Task goal: Each line of the records that holds the word "const" should be copied out.

※

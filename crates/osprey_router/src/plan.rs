use std::sync::Arc;

use serde::{Deserialize, Serialize};

use osprey_common::datum::Datum;

use crate::vschema::{ColVindex, Table};

/// Bind-var name under which each shard receives its slice of IN values.
/// The planner rewrites the IN clause to expand `::__vals`.
pub const LIST_VAR_NAME: &str = "__vals";

/// The executor arm a plan selects.
#[derive(Debug, Clone, Copy, PartialEq, Eq, Hash, Serialize, Deserialize)]
pub enum PlanKind {
    SelectUnsharded,
    SelectEqual,
    SelectIn,
    SelectKeyrange,
    SelectScatter,
    UpdateUnsharded,
    UpdateEqual,
    DeleteUnsharded,
    DeleteEqual,
    InsertUnsharded,
    InsertSharded,
}

/// One item of a plan's values list: a literal, a bind-var reference, or
/// NULL ("unsupplied", which triggers the generate/reverse-map paths on
/// insert).
#[derive(Debug, Clone, PartialEq, Eq)]
pub enum PlanValue {
    Null,
    Literal(Datum),
    BindRef(String),
}

impl PlanValue {
    pub fn bind_ref(name: impl Into<String>) -> PlanValue {
        PlanValue::BindRef(name.into())
    }
}

impl From<Datum> for PlanValue {
    fn from(d: Datum) -> Self {
        PlanValue::Literal(d)
    }
}

/// A plan as delivered by the planner. The router never mutates one; plans
/// are shared out of the cache.
pub struct Plan {
    pub kind: PlanKind,
    pub table: Arc<Table>,
    /// The routing ColVindex for the Equal/In/Keyrange arms.
    pub col_vindex: Option<Arc<ColVindex>>,
    /// SQL template to execute on the selected shards.
    pub rewritten: String,
    /// For DeleteEqual on tables with owned vindexes: reads the owned
    /// columns of the doomed rows so their index entries can be removed.
    pub subquery: Option<String>,
    /// One item per routing key (Equal: one; In: many; Keyrange: the two
    /// endpoints; InsertSharded: one per ColVindex).
    pub values: Vec<PlanValue>,
}

impl std::fmt::Debug for Plan {
    fn fmt(&self, f: &mut std::fmt::Formatter<'_>) -> std::fmt::Result {
        f.debug_struct("Plan")
            .field("kind", &self.kind)
            .field("table", &self.table.name)
            .field("rewritten", &self.rewritten)
            .field("values", &self.values)
            .finish()
    }
}
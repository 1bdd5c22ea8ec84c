use async_trait::async_trait;

use osprey_common::datum::Datum;
use osprey_common::error::VindexError;
use osprey_common::query::{BindValue, BindVars};
use osprey_topo::KeyspaceId;

use crate::cursor::VCursor;
use crate::mix::{mix, unmix};
use crate::vindex::{Cardinality, KeyspaceIdSet, Vindex, VindexCap};

const BASE_CAPS: &[VindexCap] = &[VindexCap::Map, VindexCap::ReverseMap, VindexCap::Verify];
const OWNED_CAPS: &[VindexCap] = &[
    VindexCap::Map,
    VindexCap::ReverseMap,
    VindexCap::Verify,
    VindexCap::Create,
    VindexCap::Delete,
    VindexCap::Generate,
];

/// The workhorse unique vindex: a bijective mix of the numeric column value
/// is the keyspace id, so `Map` needs no backing table and `ReverseMap` is
/// exact.
///
/// When configured with an autoincrement backing table, the vindex also
/// supports `Create`/`Delete`/`Generate` and can own its column: `Generate`
/// inserts a NULL row and adopts the backend's insert id.
#[derive(Debug, Clone)]
pub struct HashVindex {
    table: Option<HashTable>,
}

#[derive(Debug, Clone)]
struct HashTable {
    table: String,
    column: String,
}

impl HashVindex {
    pub fn new() -> Self {
        HashVindex { table: None }
    }

    pub fn with_table(table: impl Into<String>, column: impl Into<String>) -> Self {
        HashVindex {
            table: Some(HashTable {
                table: table.into(),
                column: column.into(),
            }),
        }
    }

    fn backing(&self, capability: &'static str) -> Result<&HashTable, VindexError> {
        self.table.as_ref().ok_or_else(|| self.unsupported(capability))
    }

    fn number(&self, value: &Datum) -> Result<u64, VindexError> {
        value
            .as_i64()
            .map(|v| v as u64)
            .ok_or_else(|| VindexError::BadValue {
                vindex: self.type_name().to_string(),
                message: format!("expected a number, got {value:?}"),
            })
    }

    fn image(&self, value: &Datum) -> Result<KeyspaceId, VindexError> {
        Ok(KeyspaceId::from_u64(mix(self.number(value)?)))
    }
}

impl Default for HashVindex {
    fn default() -> Self {
        Self::new()
    }
}

#[async_trait]
impl Vindex for HashVindex {
    fn type_name(&self) -> &'static str {
        "hash"
    }

    fn cardinality(&self) -> Cardinality {
        Cardinality::Unique
    }

    fn capabilities(&self) -> &[VindexCap] {
        if self.table.is_some() {
            OWNED_CAPS
        } else {
            BASE_CAPS
        }
    }

    async fn map(
        &self,
        _cursor: &dyn VCursor,
        keys: &[Datum],
    ) -> Result<Vec<KeyspaceIdSet>, VindexError> {
        keys.iter().map(|k| Ok(vec![self.image(k)?])).collect()
    }

    async fn verify(
        &self,
        _cursor: &dyn VCursor,
        value: &Datum,
        ksid: &KeyspaceId,
    ) -> Result<bool, VindexError> {
        Ok(self.image(value)? == *ksid)
    }

    async fn reverse_map(
        &self,
        _cursor: &dyn VCursor,
        ksid: &KeyspaceId,
    ) -> Result<Option<Datum>, VindexError> {
        let raw = ksid.to_u64().ok_or_else(|| VindexError::BadValue {
            vindex: "hash".to_string(),
            message: format!("keyspace id {ksid} is not 8 bytes"),
        })?;
        Ok(Some(Datum::Int64(unmix(raw) as i64)))
    }

    async fn create(
        &self,
        cursor: &dyn VCursor,
        value: &Datum,
        _ksid: Option<&KeyspaceId>,
    ) -> Result<(), VindexError> {
        let t = self.backing("Create")?;
        let sql = format!("insert into {}({}) values(:{})", t.table, t.column, t.column);
        let mut bind_vars = BindVars::new();
        bind_vars.insert(t.column.clone(), BindValue::Value(value.clone()));
        cursor.execute(&sql, &bind_vars).await?;
        Ok(())
    }

    async fn delete(
        &self,
        cursor: &dyn VCursor,
        values: &[Datum],
        _ksid: &KeyspaceId,
    ) -> Result<(), VindexError> {
        let t = self.backing("Delete")?;
        let sql = format!("delete from {} where {} in ::{}", t.table, t.column, t.column);
        let mut bind_vars = BindVars::new();
        bind_vars.insert(t.column.clone(), BindValue::List(values.to_vec()));
        cursor.execute(&sql, &bind_vars).await?;
        Ok(())
    }

    async fn generate(
        &self,
        cursor: &dyn VCursor,
        _ksid: Option<&KeyspaceId>,
    ) -> Result<i64, VindexError> {
        let t = self.backing("Generate")?;
        let sql = format!("insert into {}({}) values(null)", t.table, t.column);
        let result = cursor.execute(&sql, &BindVars::new()).await?;
        if result.insert_id == 0 {
            return Err(VindexError::NoGeneratedId {
                vindex: self.type_name().to_string(),
            });
        }
        Ok(result.insert_id as i64)
    }
}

※

Result of the task:
pub const LIST_VAR_NAME: &str = "__vals";
const BASE_CAPS: &[VindexCap] = &[VindexCap::Map, VindexCap::ReverseMap, VindexCap::Verify];
const OWNED_CAPS: &[VindexCap] = &[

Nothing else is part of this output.